Dans Chorus n° 26 (hiver 1998-1999), Thiéfaine parle de littérature, et il y a de quoi prendre son pied!
"Je cherche une solidarité, des gens qui vibrent comme moi, qui ont vécu des choses noires", dit-il. "J'ai beau tenter vaguement de parler de bonheur, d'organiser un peu mieux ma vie, je suis toujours le même mec déchiré. Le nihilisme, le désespoir, ça revient chez moi de façon récurrente. Puisque l'on est dans la littérature, on peut aussi parler d'un type comme Bukowski.
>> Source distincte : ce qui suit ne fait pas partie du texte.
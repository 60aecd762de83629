//! # Foreground Trigger
//!
//! Observes app lifecycle transitions and resynchronizes on every
//! background → active transition: one token validity check and one full
//! unread refresh. Glue only; all policy lives in the session manager and
//! the unread counter.
//!
//! The shell reports transitions through a [`ForegroundHandle`]; the send is
//! non-blocking so the UI thread is never held up by a slow engine.

use tokio::sync::mpsc;
use tokio::task::JoinHandle;
use tracing::debug;

use std::sync::Arc;

use crate::session::SessionManager;
use crate::unread::UnreadCounter;

/// App lifecycle transitions the shell reports.
#[derive(Debug, Clone, Copy, PartialEq, Eq)]
pub enum LifecycleEvent {
    /// The app became active (foregrounded).
    Active,
    /// The app moved to the background.
    Background,
}

/// Handle the shell uses to report lifecycle transitions.
#[derive(Clone)]
pub struct ForegroundHandle {
    tx: mpsc::Sender<LifecycleEvent>,
}

impl ForegroundHandle {
    /// Reports that the app became active.
    pub fn notify_active(&self) {
        self.send(LifecycleEvent::Active);
    }

    /// Reports that the app moved to the background.
    pub fn notify_background(&self) {
        self.send(LifecycleEvent::Background);
    }

    fn send(&self, event: LifecycleEvent) {
        // A full buffer means a resync is already queued; dropping the
        // event loses nothing.
        if self.tx.try_send(event).is_err() {
            debug!(?event, "Lifecycle channel full or closed; dropping event");
        }
    }
}

/// Spawns the foreground watcher task.
///
/// Only a background → active *transition* triggers a resync: the app
/// starts foregrounded, and the session-start refresh is the agent's job.
/// The task ends when every handle is dropped.
pub fn spawn(
    session: SessionManager,
    counter: Arc<UnreadCounter>,
) -> (ForegroundHandle, JoinHandle<()>) {
    let (tx, mut rx) = mpsc::channel(16);

    let task = tokio::spawn(async move {
        let mut in_background = false;

        while let Some(event) = rx.recv().await {
            match event {
                LifecycleEvent::Background => {
                    in_background = true;
                }
                LifecycleEvent::Active if in_background => {
                    in_background = false;
                    debug!("App became active; resynchronizing");
                    session.check_token_validity().await;
                    counter.refresh().await;
                }
                LifecycleEvent::Active => {}
            }
        }

        debug!("Foreground watcher stopped");
    });

    (ForegroundHandle { tx }, task)
}

// =============================================================================
// Unit Tests
// =============================================================================

#[cfg(test)]
mod tests {
    use super::*;
    use crate::testing::{memory_store, page, session, wait_until, MockApi};
    use std::sync::atomic::Ordering;

    async fn setup(api: Arc<MockApi>) -> (ForegroundHandle, JoinHandle<()>, Arc<UnreadCounter>) {
        api.set_login(Ok(session("abc", "u1")));
        api.set_notifications(Ok(page(2, 0)));
        let manager = SessionManager::new(api.clone(), memory_store().await);
        manager.login("ANG123", "Gooseman12!").await.unwrap();
        let counter = Arc::new(UnreadCounter::new(api.clone(), manager.clone(), 50));
        let (handle, task) = spawn(manager, counter.clone());
        (handle, task, counter)
    }

    #[tokio::test]
    async fn test_background_to_active_resyncs() {
        let api = MockApi::new();
        let (handle, _task, counter) = setup(api.clone()).await;

        handle.notify_background();
        handle.notify_active();

        wait_until(|| api.notifications_calls.load(Ordering::SeqCst) == 1).await;
        assert_eq!(api.verify_calls.load(Ordering::SeqCst), 1);
        assert_eq!(counter.count(), 2);
    }

    #[tokio::test]
    async fn test_active_without_prior_background_is_noop() {
        let api = MockApi::new();
        let (handle, _task, _counter) = setup(api.clone()).await;

        handle.notify_active();
        handle.notify_active();

        // Give the watcher a chance to misbehave.
        for _ in 0..50 {
            tokio::task::yield_now().await;
        }
        assert_eq!(api.notifications_calls.load(Ordering::SeqCst), 0);
        assert_eq!(api.verify_calls.load(Ordering::SeqCst), 0);
    }

    #[tokio::test]
    async fn test_repeated_transitions_each_resync() {
        let api = MockApi::new();
        let (handle, _task, _counter) = setup(api.clone()).await;

        handle.notify_background();
        handle.notify_active();
        handle.notify_background();
        handle.notify_active();

        wait_until(|| api.notifications_calls.load(Ordering::SeqCst) == 2).await;
        assert_eq!(api.verify_calls.load(Ordering::SeqCst), 2);
    }

    #[tokio::test]
    async fn test_watcher_stops_when_handles_drop() {
        let api = MockApi::new();
        let (handle, task, _counter) = setup(api.clone()).await;

        drop(handle);
        task.await.unwrap();
    }
}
En gros, des gens qui ont les mêmes vices que moi!"
Allons donc faire un tour du côté de Bukowski et de ses Souvenirs d'un pas grand-chose!
"Elle était devenue si vieille que mourir eût été presque insensé".
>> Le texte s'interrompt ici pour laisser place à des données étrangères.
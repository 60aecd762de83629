//! # Session Manager
//!
//! Owns the authentication state machine and is the sole writer of the token
//! store.
//!
//! ## State Machine
//! ```text
//! ┌─────────────────────────────────────────────────────────────────────────┐
//! │                     Session State Machine                               │
//! │                                                                         │
//! │                     login(id, password)                                 │
//! │  ┌─────────────────┐ ──────────────────▶ ┌────────────────┐            │
//! │  │ Unauthenticated │                     │ Authenticating │            │
//! │  └─────────────────┘ ◀────────────────── └───────┬────────┘            │
//! │        ▲    ▲              failure               │ success             │
//! │        │    │           (nothing persisted)      │ (token+user         │
//! │        │    │                                    ▼  persisted)         │
//! │        │    │  logout                    ┌────────────────┐            │
//! │        │    └─────────────────────────── │ Authenticated  │ ◀──┐       │
//! │        │       (store cleared, even if   └───────┬────────┘    │       │
//! │        │        the remote call fails)           │             │       │
//! │        │                                         │ verify      │       │
//! │        │                                         │ rejected    │       │
//! │        │                                         ▼             │       │
//! │        │                                 ┌────────────────┐    │       │
//! │        │                                 │   Refreshing   │ ───┘       │
//! │        │                                 └───────┬────────┘  refresh   │
//! │        │                                         │           succeeds  │
//! │        │            store cleared                │ refresh             │
//! │        │  ┌────────────────┐                     │ rejected            │
//! │        └─ │    Expired     │ ◀───────────────────┘                     │
//! │           └────────────────┘                                           │
//! │                                                                         │
//! │  restoreOnStartup: both keys present ⇒ Authenticated immediately       │
//! │  (trust-on-presence; a best-effort profile fetch follows and NEVER     │
//! │  demotes). Empty or corrupt store ⇒ Unauthenticated.                   │
//! │                                                                         │
//! │  Bare network errors never leave this diagram: only an explicit        │
//! │  refresh rejection after a failed verification reaches Expired.        │
//! └─────────────────────────────────────────────────────────────────────────┘
//! ```

use std::sync::Arc;

use tokio::sync::{watch, Mutex, RwLock};
use tracing::{debug, info, warn};

use atrium_core::{validation, Session, SessionState, User};
use atrium_store::SessionStore;

use crate::api::PortalApi;
use crate::error::{SyncError, SyncResult};

// =============================================================================
// Session Manager
// =============================================================================

struct SessionSlot {
    state: SessionState,
    session: Option<Session>,
}

/// The authentication state machine.
///
/// Cheap to clone; clones share the same state, store, and busy flag. One
/// instance is constructed by the agent and injected everywhere a session
/// gate is needed (no global singleton).
#[derive(Clone)]
pub struct SessionManager {
    api: Arc<dyn PortalApi>,
    store: SessionStore,
    slot: Arc<RwLock<SessionSlot>>,
    state_tx: watch::Sender<SessionState>,
    /// Mutual exclusion for login/restore/logout. Held across the whole
    /// operation; `login`/`restore_on_startup` reject contention with
    /// `AlreadyInProgress`, `logout` waits (it must never fail).
    busy: Arc<Mutex<()>>,
}

impl SessionManager {
    /// Creates a session manager over the given backend and store.
    pub fn new(api: Arc<dyn PortalApi>, store: SessionStore) -> Self {
        let (state_tx, _) = watch::channel(SessionState::Unauthenticated);
        SessionManager {
            api,
            store,
            slot: Arc::new(RwLock::new(SessionSlot {
                state: SessionState::Unauthenticated,
                session: None,
            })),
            state_tx,
            busy: Arc::new(Mutex::new(())),
        }
    }

    // =========================================================================
    // Observers
    // =========================================================================

    /// Current state.
    pub async fn state(&self) -> SessionState {
        self.slot.read().await.state
    }

    /// Derived flag the rest of the engine gates on.
    pub async fn is_authenticated(&self) -> bool {
        self.state().await.is_authenticated()
    }

    /// Snapshot of the current session, if authenticated.
    pub async fn current_session(&self) -> Option<Session> {
        let slot = self.slot.read().await;
        if slot.state.is_authenticated() {
            slot.session.clone()
        } else {
            None
        }
    }

    /// Subscribes to state changes.
    pub fn subscribe(&self) -> watch::Receiver<SessionState> {
        self.state_tx.subscribe()
    }

    // =========================================================================
    // Operations
    // =========================================================================

    /// Exchanges credentials for a session.
    ///
    /// ## Errors
    /// - `Validation` before any network call on malformed input
    /// - `AlreadyInProgress` if another login/restore is in flight
    /// - `InvalidCredentials` on HTTP 401
    /// - `ServerUnavailable` / `Network` on transport trouble
    ///
    /// On success the session is persisted atomically (token and user
    /// both-or-neither) and the state becomes `Authenticated`. On failure
    /// nothing is persisted and the state returns to `Unauthenticated`.
    pub async fn login(&self, identifier: &str, password: &str) -> SyncResult<Session> {
        let identifier = validation::validate_identifier(identifier)
            .map_err(SyncError::Validation)?
            .to_string();
        validation::validate_password(password).map_err(SyncError::Validation)?;

        let _busy = self
            .busy
            .try_lock()
            .map_err(|_| SyncError::AlreadyInProgress)?;

        self.replace(SessionState::Authenticating, None).await;
        info!(identifier = %identifier, "Logging in");

        match self.api.login(&identifier, password).await {
            Ok(session) => {
                if let Err(e) = self.store.save(&session).await {
                    // A server-granted session outranks a storage hiccup; the
                    // user just won't survive a restart until the next save.
                    warn!(error = %e, "Failed to persist session; continuing in memory");
                }
                self.replace(SessionState::Authenticated, Some(session.clone()))
                    .await;
                info!(user_id = %session.user.id, "Login succeeded");
                Ok(session)
            }
            Err(e) => {
                self.replace(SessionState::Unauthenticated, None).await;
                warn!(error = %e, "Login failed");
                Err(e)
            }
        }
    }

    /// Restores a persisted session at startup.
    ///
    /// Trust-on-presence: if both token and user are present, the session is
    /// reported `Authenticated` immediately, with no verification
    /// round-trip. A best-effort background profile fetch follows; it may
    /// update the cached user but never demotes the session. An empty,
    /// partial, or corrupt store restores to `Unauthenticated`.
    pub async fn restore_on_startup(&self) -> SyncResult<Option<Session>> {
        let _busy = self
            .busy
            .try_lock()
            .map_err(|_| SyncError::AlreadyInProgress)?;

        let persisted = match self.store.load().await {
            Ok(persisted) => persisted,
            Err(e) => {
                warn!(error = %e, "Token store unreadable; starting unauthenticated");
                None
            }
        };

        let Some(session) = persisted else {
            self.replace(SessionState::Unauthenticated, None).await;
            debug!("No persisted session");
            return Ok(None);
        };

        self.replace(SessionState::Authenticated, Some(session.clone()))
            .await;
        info!(user_id = %session.user.id, "Session restored from store");

        // Best-effort profile freshen; failures keep the cached user.
        let manager = self.clone();
        tokio::spawn(async move {
            manager.refresh_user().await;
        });

        Ok(Some(session))
    }

    /// Logs out.
    ///
    /// Attempts a best-effort remote invalidation, then clears the token
    /// store and the in-memory session unconditionally. Never fails from
    /// the caller's perspective; waits for an in-flight login to settle
    /// rather than racing it.
    pub async fn logout(&self) {
        let _busy = self.busy.lock().await;

        let token = {
            let slot = self.slot.read().await;
            slot.session.as_ref().map(|s| s.token.clone())
        };

        if let Some(token) = token {
            if let Err(e) = self.api.logout(&token).await {
                warn!(error = %e, "Remote logout failed; clearing local session anyway");
            }
        }

        if let Err(e) = self.store.clear().await {
            warn!(error = %e, "Failed to clear token store");
        }

        self.replace(SessionState::Unauthenticated, None).await;
        info!("Logged out");
    }

    /// Fetches the current profile, if authenticated.
    ///
    /// On success the cached user is updated (and re-persisted alongside the
    /// unchanged token). On failure the cached user is left untouched and
    /// `None` is returned; a profile fetch failure never forces a logout.
    pub async fn refresh_user(&self) -> Option<User> {
        let session = self.current_session().await?;

        match self.api.me(&session.token).await {
            Ok(user) => {
                self.update_cached_user(user.clone()).await;
                debug!(user_id = %user.id, "Profile refreshed");
                Some(user)
            }
            Err(e) => {
                debug!(error = %e, "Profile refresh failed; keeping cached user");
                None
            }
        }
    }

    /// Performs one verification round-trip for the held token.
    ///
    /// On an explicit rejection, attempts exactly one refresh (a profile
    /// re-fetch proving the token still works). Only an explicit rejection
    /// of that refresh destroys the session (`Expired`, store cleared,
    /// then `Unauthenticated`). Transport failures never demote:
    /// verification-endpoint flakiness must not log anyone out.
    pub async fn check_token_validity(&self) -> bool {
        let Some(session) = self.current_session().await else {
            return false;
        };

        match self.api.verify(&session.token).await {
            Ok(()) => true,
            Err(e) if !e.is_auth_rejection() => {
                debug!(error = %e, "Verification unreachable; presuming token valid");
                true
            }
            Err(e) => {
                warn!(error = %e, "Token verification rejected; attempting refresh");
                self.set_state(SessionState::Refreshing).await;

                match self.api.me(&session.token).await {
                    Ok(user) => {
                        self.update_cached_user(user).await;
                        self.set_state(SessionState::Authenticated).await;
                        debug!("Refresh succeeded; token still valid");
                        true
                    }
                    Err(e) if !e.is_auth_rejection() => {
                        debug!(error = %e, "Refresh unreachable; keeping session");
                        self.set_state(SessionState::Authenticated).await;
                        false
                    }
                    Err(e) => {
                        warn!(error = %e, "Refresh rejected; session expired");
                        self.expire().await;
                        false
                    }
                }
            }
        }
    }

    // =========================================================================
    // Internals
    // =========================================================================

    /// Replaces both state and session, then publishes the state.
    async fn replace(&self, state: SessionState, session: Option<Session>) {
        {
            let mut slot = self.slot.write().await;
            slot.state = state;
            slot.session = session;
        }
        self.state_tx.send_replace(state);
    }

    /// Changes state only, keeping the held session.
    async fn set_state(&self, state: SessionState) {
        {
            let mut slot = self.slot.write().await;
            slot.state = state;
        }
        self.state_tx.send_replace(state);
    }

    /// Updates the cached user in place and re-persists the session.
    async fn update_cached_user(&self, user: User) {
        let snapshot = {
            let mut slot = self.slot.write().await;
            match slot.session.as_mut() {
                Some(session) => {
                    session.user = user;
                    Some(session.clone())
                }
                None => None,
            }
        };

        if let Some(session) = snapshot {
            if let Err(e) = self.store.save(&session).await {
                warn!(error = %e, "Failed to persist refreshed user");
            }
        }
    }

    /// Terminal credential rejection: surface `Expired`, clear everything.
    async fn expire(&self) {
        self.set_state(SessionState::Expired).await;
        if let Err(e) = self.store.clear().await {
            warn!(error = %e, "Failed to clear token store for expired session");
        }
        self.replace(SessionState::Unauthenticated, None).await;
    }
}

// =============================================================================
// Unit Tests
// =============================================================================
"Il ne restait plus qu'une nation entière de trous du cul qui passaient leur temps à conduire des voitures, à bouffer, à avoir des gosses et à tout faire de la pire des façons, comme de voter pour le candidat à la présidence qui leur ressemblait le plus".
"L'injustice, faut croire que les trois quarts des gens, ils y pensent seulement quand c'est eux qui en sont les victimes".
"De toute façon, je n'avais aucune envie d'être quoi que ce soit. Et y arrivais brillamment".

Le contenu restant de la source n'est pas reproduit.